It was the summer of 1997 (I think) when we took a family vacation to Austria. My dad did all of the research and booking back then, so I didn’t really know what to expect, but we stayed in two of my all-time favorite hotels: Graf Recke and Hotel Burg Bernstein.
I’ll revist Graf Recke later because it has an enchanting story of its own. Today, however, I’m taking you back to Burg Bernstein for a ghost story.
Burg Bernstein is a beautiful hilltop castle with stunning country views. It’s been handed down from generation to generation and turned into a hotel and restaurant. It’s most famous inhabitant, however, was László Almásy (see also), who was depicted as the title character in The English Patient.
When we arrived, the owner greeting us warmly and showed us to our rooms. I remember being awestruck. I couldn’t wait to excited every nook and cranny of the grounds. We walked across a gravel courtyard toward our suite, the owners’ dog happily tagging along.
When he opened the door, I wanted someone to pinch me. It was like being transported back in time. Every room was beautifully appointed with antiques, paintings, and artifacts, but it didn’t feel like some high-priced interior decorator had put together a “look.” Instead, it was as if these rooms had looked this way for generations.
Just beyond the front door was a small foyer. A door to the left had name written on it in faded white letters and opened to a bedroom. A door to the right led to the expansive master bedroom, a bathroom, and a third bedroom at the far end of the suite.

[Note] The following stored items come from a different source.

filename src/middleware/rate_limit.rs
use std::collections::{HashMap, VecDeque};
use std::net::SocketAddr;
use std::sync::Arc;
use std::time::{Duration, Instant};

use axum::{
    extract::{ConnectInfo, Request, State},
    middleware::Next,
    response::{IntoResponse, Response},
};
use tokio::sync::Mutex;

use crate::error::AppError;

/// Sliding-window request limiter keyed by caller IP.
///
/// Every check sweeps the whole map: expired timestamps are pruned and
/// keys whose queues empty out are dropped, so memory stays proportional
/// to callers active within the current window.
#[derive(Clone)]
pub struct RateLimiter {
    windows: Arc<Mutex<HashMap<String, VecDeque<Instant>>>>,
    max_requests: u32,
    window: Duration,
    trust_forwarded_for: bool,
}

impl RateLimiter {
    pub fn new(max_requests: u32, window: Duration) -> Self {
        Self {
            windows: Arc::new(Mutex::new(HashMap::new())),
            max_requests,
            window,
            trust_forwarded_for: false,
        }
    }

    /// Honors `x-forwarded-for` as the caller identity. Only safe behind a
    /// proxy that overwrites the header; off by default.
    pub fn trust_forwarded_for(mut self, trust: bool) -> Self {
        self.trust_forwarded_for = trust;
        self
    }

    /// Records one request for the key; false means the caller is over
    /// the limit and the request must be rejected.
    pub async fn check(&self, key: &str) -> bool {
        let now = Instant::now();
        let mut windows = self.windows.lock().await;

        windows.retain(|_, timestamps| {
            while timestamps
                .front()
                .is_some_and(|&t| now.duration_since(t) > self.window)
            {
                timestamps.pop_front();
            }
            !timestamps.is_empty()
        });

        let timestamps = windows.entry(key.to_string()).or_default();
        if timestamps.len() < self.max_requests as usize {
            timestamps.push_back(now);
            true
        } else {
            false
        }
    }
}

/// Per-IP rate-limiting middleware; rejects with 429 over the limit.
pub async fn enforce_rate_limit(
    State(limiter): State<RateLimiter>,
    request: Request,
    next: Next,
) -> Response {
    let key = client_ip(&request, limiter.trust_forwarded_for);
    if limiter.check(&key).await {
        next.run(request).await
    } else {
        tracing::warn!(client = %key, "Rate limit exceeded");
        AppError::RateLimited.into_response()
    }
}

/// Best-effort caller identity: the socket address, then a shared bucket.
/// The forwarded header only counts when a trusted proxy sets it; a direct
/// caller could otherwise rotate header values to dodge the limit.
fn client_ip(request: &Request, trust_forwarded_for: bool) -> String {
    if trust_forwarded_for {
        if let Some(forwarded) = request
            .headers()
            .get("x-forwarded-for")
            .and_then(|h| h.to_str().ok())
            .and_then(|v| v.split(',').next())
            .map(str::trim)
            .filter(|v| !v.is_empty())
        {
            return forwarded.to_string();
        }
    }

    request
        .extensions()
        .get::<ConnectInfo<SocketAddr>>()
        .map(|ConnectInfo(addr)| addr.ip().to_string())
        .unwrap_or_else(|| "unknown".to_string())
}

#[cfg(test)]
mod tests {
    use super::*;

    #[tokio::test]
    async fn allows_up_to_the_limit_then_rejects() {
        let limiter = RateLimiter::new(3, Duration::from_secs(60));
        for _ in 0..3 {
            assert!(limiter.check("1.2.3.4").await);
        }
        assert!(!limiter.check("1.2.3.4").await);
    }

    #[tokio::test]
    async fn keys_are_independent() {
        let limiter = RateLimiter::new(1, Duration::from_secs(60));
        assert!(limiter.check("1.1.1.1").await);
        assert!(limiter.check("2.2.2.2").await);
        assert!(!limiter.check("1.1.1.1").await);
    }

    #[tokio::test]
    async fn window_expiry_frees_capacity() {
        let limiter = RateLimiter::new(1, Duration::from_millis(30));
        assert!(limiter.check("1.2.3.4").await);
        assert!(!limiter.check("1.2.3.4").await);
        tokio::time::sleep(Duration::from_millis(50)).await;
        assert!(limiter.check("1.2.3.4").await);
    }

    #[tokio::test]
    async fn stale_caller_keys_are_released() {
        let limiter = RateLimiter::new(5, Duration::from_millis(20));
        for i in 0..50 {
            assert!(limiter.check(&format!("10.0.0.{i}")).await);
        }
        tokio::time::sleep(Duration::from_millis(40)).await;
        assert!(limiter.check("10.1.0.1").await);
        assert_eq!(limiter.windows.lock().await.len(), 1);
    }

    fn request_with_forwarded_header(value: &str) -> Request {
        let mut request = Request::new(axum::body::Body::empty());
        request
            .headers_mut()
            .insert("x-forwarded-for", value.parse().unwrap());
        request
            .extensions_mut()
            .insert(ConnectInfo(SocketAddr::from(([9, 9, 9, 9], 4000))));
        request
    }

    #[test]
    fn forwarded_header_is_ignored_by_default() {
        let request = request_with_forwarded_header("1.2.3.4");
        assert_eq!(client_ip(&request, false), "9.9.9.9");
    }

    #[test]
    fn forwarded_header_is_used_when_trusted() {
        let request = request_with_forwarded_header("1.2.3.4, 5.6.7.8");
        assert_eq!(client_ip(&request, true), "1.2.3.4");
    }
}
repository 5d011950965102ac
pub mod handlers;
pub mod routes;
pub mod state;

pub use routes::create_router;
pub use state::AppState;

I have to say here that I was 13, so it was exciting to be able to sleep in my own room and get away from my parents (I was not always a peach to be around that year). Not only that, but I could pick which room I wanted. I decided to take my time.
I’m not sure whether it was my dad or the owner who mentioned Red Ivan, one of two ghosts* who are said to haunt the castle, first. I think I tried to brush it off initially, like the cool teenager I wanted to be. Whatever, dad. I ain’t afraid of no ghosts.
But as the day wore on, everything stewed in my brain. There were rooms full of swords and armor, halls lined with antlers, and dinner was served by candlelight in the Knight’s Room with long tables and squishy antique chairs. A old haunted, atmospheric castle can really prime the old brain.
So the choice of rooms became less exciting and more strategic. That room with the name on it was suddenly creepy. I didn’t want to sleep in a room marked for someone else. Plus the front door didn’t really lock. And it was kind of far from my parents. . .
The back room it is! It’ll be great! Plus, I’ll be closer to the washroom, anyway. Yeah, it’s all about the proximity to the washroom.
Then it was time to go to bed. I tried to fall asleep in that old twin bed. I did my best to laugh at how silly the idea of Ivan was. But he kept popping up. Who was he, anyway? And why was he Red? I hoped it was his hair. And what kind of haunting are we talking about here?
After what felt like hours of tossing and turning and feeling all of my hair stand on end any time I heard any noise, I sheepishly padded into my parents bedroom.
“Can. . .can I sleep with you tonight? Don’t tell anyone, ever.”
* Red Ivan is also known as Raging Wolf and Schlosshansl. According to this website he was a murderous 13th century knight who beat a bishop to death and haunts the castle "by showing himself beside children's bed [. . .] He has been described with flaming red hair, a skirt at knee length and an evil laugh!"
Caterina Frescobaldi (aka the White Lady) is the second ghost. The story goes that she committed adultery so her husband had her buried alive in the 15th century. She appears in white and has an icy touch. People who stay in the Tantalouis or Vinzenz have the best chance of seeing her, apparently.